OUT: Not putting the suburban in park and having it roll down the driveway into the stang.

Can you tell Car Craft is my favorite mag?

mike g
06-15-2001, 03:03 AM
that first one was funny, i think i'm gonna try it i mean it makes my wheels shinny right why not my faucet. lol

06-15-2001, 05:13 AM
lol those were good...did you ever get your stang fixed though?

06-15-2001, 08:08 PM
The mustang is in the shop now. It took me along time dealing with insurance agents and such. I got all the parts real cheap, and I even got an original OEM cobra rear bumper and MAC 3 1/2 inch chrome tail pipes for way less than ford wanted. And ford gave me a discounted price for all the body work because many of my friends work there. I'm getting the whole car painted the orignal green, and I'm doing away with the two tone.

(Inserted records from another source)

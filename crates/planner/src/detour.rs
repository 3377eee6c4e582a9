//! Speculative waypoint detours shared by the construction heuristics.
//!
//! While discovery is on, a builder may walk to an undiscovered waypoint on
//! its way to the next point so that later legs can teleport through it.
//! The detour is credited with the waypoint's estimated future value,
//! spread over the points still to visit.

use teleroute_core::{DiscoveryState, Point, RouteMetric};

/// An undiscovered waypoint and the credit for detouring through it now.
#[derive(Debug, Clone, Copy)]
pub(crate) struct Detour<'a> {
    pub waypoint: &'a Point,
    pub credit: f64,
}

/// Detour candidates for the current step. Empty when discovery is off.
pub(crate) fn detour_candidates<'a>(
    metric: &RouteMetric<'a>,
    remaining: &[Point],
    state: &DiscoveryState,
) -> Vec<Detour<'a>> {
    let discovery = metric.discovery();
    if !discovery.is_enabled() || remaining.is_empty() {
        return Vec::new();
    }

    let spread = remaining.len() as f64;
    metric
        .waypoints()
        .iter()
        .filter(|w| !discovery.is_discovered(w, state))
        .map(|waypoint| Detour {
            waypoint,
            credit: metric.waypoint_value(waypoint, remaining, state) / spread,
        })
        .collect()
}

#[cfg(test)]
mod tests {
    use super::*;
    use teleroute_core::EndpointMode;

    #[test]
    fn test_no_candidates_without_discovery() {
        let wps = vec![Point::waypoint(0, 10.0, 10.0, 15.0)];
        let metric = RouteMetric::new(&wps, false, EndpointMode::Or);
        let state = metric.discovery().fresh_state();
        let remaining = vec![Point::required(0, 0.0, 0.0)];
        assert!(detour_candidates(&metric, &remaining, &state).is_empty());
    }

    #[test]
    fn test_only_undiscovered_waypoints() {
        let wps = vec![
            Point::waypoint(0, 10.0, 10.0, 15.0),
            Point::waypoint(1, 90.0, 10.0, 15.0),
        ];
        let metric = RouteMetric::new(&wps, true, EndpointMode::Or);
        let mut state = metric.discovery().fresh_state();
        state.insert(0);

        let remaining = vec![Point::required(0, 0.0, 0.0), Point::required(1, 95.0, 0.0)];
        let candidates = detour_candidates(&metric, &remaining, &state);
        assert_eq!(candidates.len(), 1);
        assert_eq!(candidates[0].waypoint.id, 1);
        assert!(candidates[0].credit > 0.0);
    }
}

I should have it back in a week and a half.

06-28-2001, 04:53 PM
You know your a car guy when:

You sweep your garage floor more often than any that are in the house.

You wash the car more often than you wash the dishes.

About the only time you pick up a bottle of window cleaner is to fix where a bird marked it's territory on the windshield.

You know the reach of your vacuum cleaner's power cord because you almost needed an extension cord to reach the car's interior last time.

Your mail box stuff usually consists of catalogs from Eastwood, Jegs, Summit, and J.C. Whitney not so much department store flyers or other forms of junk mail.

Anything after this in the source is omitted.